[Entries supplied]

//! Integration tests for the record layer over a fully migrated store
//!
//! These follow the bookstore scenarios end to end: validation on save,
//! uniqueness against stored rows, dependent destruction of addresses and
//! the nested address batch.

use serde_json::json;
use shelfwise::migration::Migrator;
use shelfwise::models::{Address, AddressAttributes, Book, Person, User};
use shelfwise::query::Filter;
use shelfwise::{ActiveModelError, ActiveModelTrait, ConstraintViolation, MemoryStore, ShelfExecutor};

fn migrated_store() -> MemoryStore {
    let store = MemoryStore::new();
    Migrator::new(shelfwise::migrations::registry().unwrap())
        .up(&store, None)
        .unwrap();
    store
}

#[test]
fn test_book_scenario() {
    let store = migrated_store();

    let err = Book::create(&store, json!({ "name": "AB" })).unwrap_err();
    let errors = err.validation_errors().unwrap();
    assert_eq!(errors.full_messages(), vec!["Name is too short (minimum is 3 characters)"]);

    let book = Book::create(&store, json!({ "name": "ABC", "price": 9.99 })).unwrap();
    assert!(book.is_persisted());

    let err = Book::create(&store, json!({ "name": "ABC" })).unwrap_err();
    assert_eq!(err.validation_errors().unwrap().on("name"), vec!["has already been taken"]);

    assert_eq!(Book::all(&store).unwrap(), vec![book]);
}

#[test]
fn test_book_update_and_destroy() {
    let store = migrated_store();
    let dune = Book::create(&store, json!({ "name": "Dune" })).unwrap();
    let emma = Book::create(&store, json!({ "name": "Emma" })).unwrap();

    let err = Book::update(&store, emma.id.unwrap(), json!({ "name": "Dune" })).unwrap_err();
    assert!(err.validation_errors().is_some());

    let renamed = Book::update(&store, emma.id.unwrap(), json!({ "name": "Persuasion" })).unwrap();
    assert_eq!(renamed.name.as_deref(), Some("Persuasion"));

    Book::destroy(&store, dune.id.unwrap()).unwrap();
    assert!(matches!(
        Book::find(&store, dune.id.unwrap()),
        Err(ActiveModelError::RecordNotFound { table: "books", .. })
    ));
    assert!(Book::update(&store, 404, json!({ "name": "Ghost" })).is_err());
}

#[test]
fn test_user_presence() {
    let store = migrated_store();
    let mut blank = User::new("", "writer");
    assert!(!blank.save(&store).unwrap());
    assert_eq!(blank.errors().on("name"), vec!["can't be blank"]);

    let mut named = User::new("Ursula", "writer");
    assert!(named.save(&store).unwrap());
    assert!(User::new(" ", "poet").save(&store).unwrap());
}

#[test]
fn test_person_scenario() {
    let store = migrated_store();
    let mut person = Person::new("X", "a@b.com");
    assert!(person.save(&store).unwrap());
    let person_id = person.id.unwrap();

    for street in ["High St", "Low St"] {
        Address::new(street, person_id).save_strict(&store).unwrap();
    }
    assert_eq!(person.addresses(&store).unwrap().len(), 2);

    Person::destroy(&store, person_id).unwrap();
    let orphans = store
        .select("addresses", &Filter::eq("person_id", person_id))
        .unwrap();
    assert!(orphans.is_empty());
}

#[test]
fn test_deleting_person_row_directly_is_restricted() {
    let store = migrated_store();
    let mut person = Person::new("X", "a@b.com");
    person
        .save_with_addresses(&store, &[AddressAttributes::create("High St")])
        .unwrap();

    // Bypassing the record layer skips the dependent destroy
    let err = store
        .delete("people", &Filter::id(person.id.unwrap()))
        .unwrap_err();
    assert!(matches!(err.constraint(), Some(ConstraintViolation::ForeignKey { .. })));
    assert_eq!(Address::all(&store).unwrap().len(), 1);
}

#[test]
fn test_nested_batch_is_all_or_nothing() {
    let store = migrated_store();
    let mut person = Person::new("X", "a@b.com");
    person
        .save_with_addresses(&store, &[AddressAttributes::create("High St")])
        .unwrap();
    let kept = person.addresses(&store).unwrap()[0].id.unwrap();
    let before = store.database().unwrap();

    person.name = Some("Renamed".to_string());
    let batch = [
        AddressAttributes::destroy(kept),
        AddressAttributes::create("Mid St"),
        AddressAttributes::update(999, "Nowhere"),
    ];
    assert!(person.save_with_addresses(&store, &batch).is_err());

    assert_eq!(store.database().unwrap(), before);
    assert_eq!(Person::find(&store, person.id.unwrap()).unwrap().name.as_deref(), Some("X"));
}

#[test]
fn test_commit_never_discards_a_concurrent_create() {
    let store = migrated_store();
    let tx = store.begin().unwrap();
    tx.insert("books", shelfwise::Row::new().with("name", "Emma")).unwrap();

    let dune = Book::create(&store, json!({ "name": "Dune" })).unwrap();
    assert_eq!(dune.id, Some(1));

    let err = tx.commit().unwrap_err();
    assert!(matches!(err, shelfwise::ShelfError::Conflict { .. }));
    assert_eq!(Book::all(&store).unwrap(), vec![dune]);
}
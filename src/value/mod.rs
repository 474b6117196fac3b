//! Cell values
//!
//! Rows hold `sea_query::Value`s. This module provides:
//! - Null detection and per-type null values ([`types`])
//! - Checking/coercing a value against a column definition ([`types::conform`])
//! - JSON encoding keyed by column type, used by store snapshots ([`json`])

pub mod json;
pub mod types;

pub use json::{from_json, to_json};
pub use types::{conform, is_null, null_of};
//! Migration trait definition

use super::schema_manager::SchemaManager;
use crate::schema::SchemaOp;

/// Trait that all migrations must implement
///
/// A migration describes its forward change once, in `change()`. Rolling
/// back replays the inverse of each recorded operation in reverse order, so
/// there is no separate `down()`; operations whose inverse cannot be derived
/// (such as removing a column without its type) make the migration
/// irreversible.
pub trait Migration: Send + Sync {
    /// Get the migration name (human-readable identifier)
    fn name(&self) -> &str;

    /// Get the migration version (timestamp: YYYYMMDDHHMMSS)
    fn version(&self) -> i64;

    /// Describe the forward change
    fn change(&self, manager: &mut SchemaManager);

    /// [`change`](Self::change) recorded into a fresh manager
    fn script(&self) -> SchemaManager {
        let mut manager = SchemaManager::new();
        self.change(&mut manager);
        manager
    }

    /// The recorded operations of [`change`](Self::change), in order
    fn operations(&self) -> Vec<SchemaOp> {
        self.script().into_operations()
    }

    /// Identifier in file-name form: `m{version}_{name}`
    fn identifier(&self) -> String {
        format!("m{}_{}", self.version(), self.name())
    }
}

[/Entries supplied]

=== Problem to solve ===
Extract every line above that contains the word "database".

=== Your response ===
    let before = store.database().unwrap();
    assert_eq!(store.database().unwrap(), before);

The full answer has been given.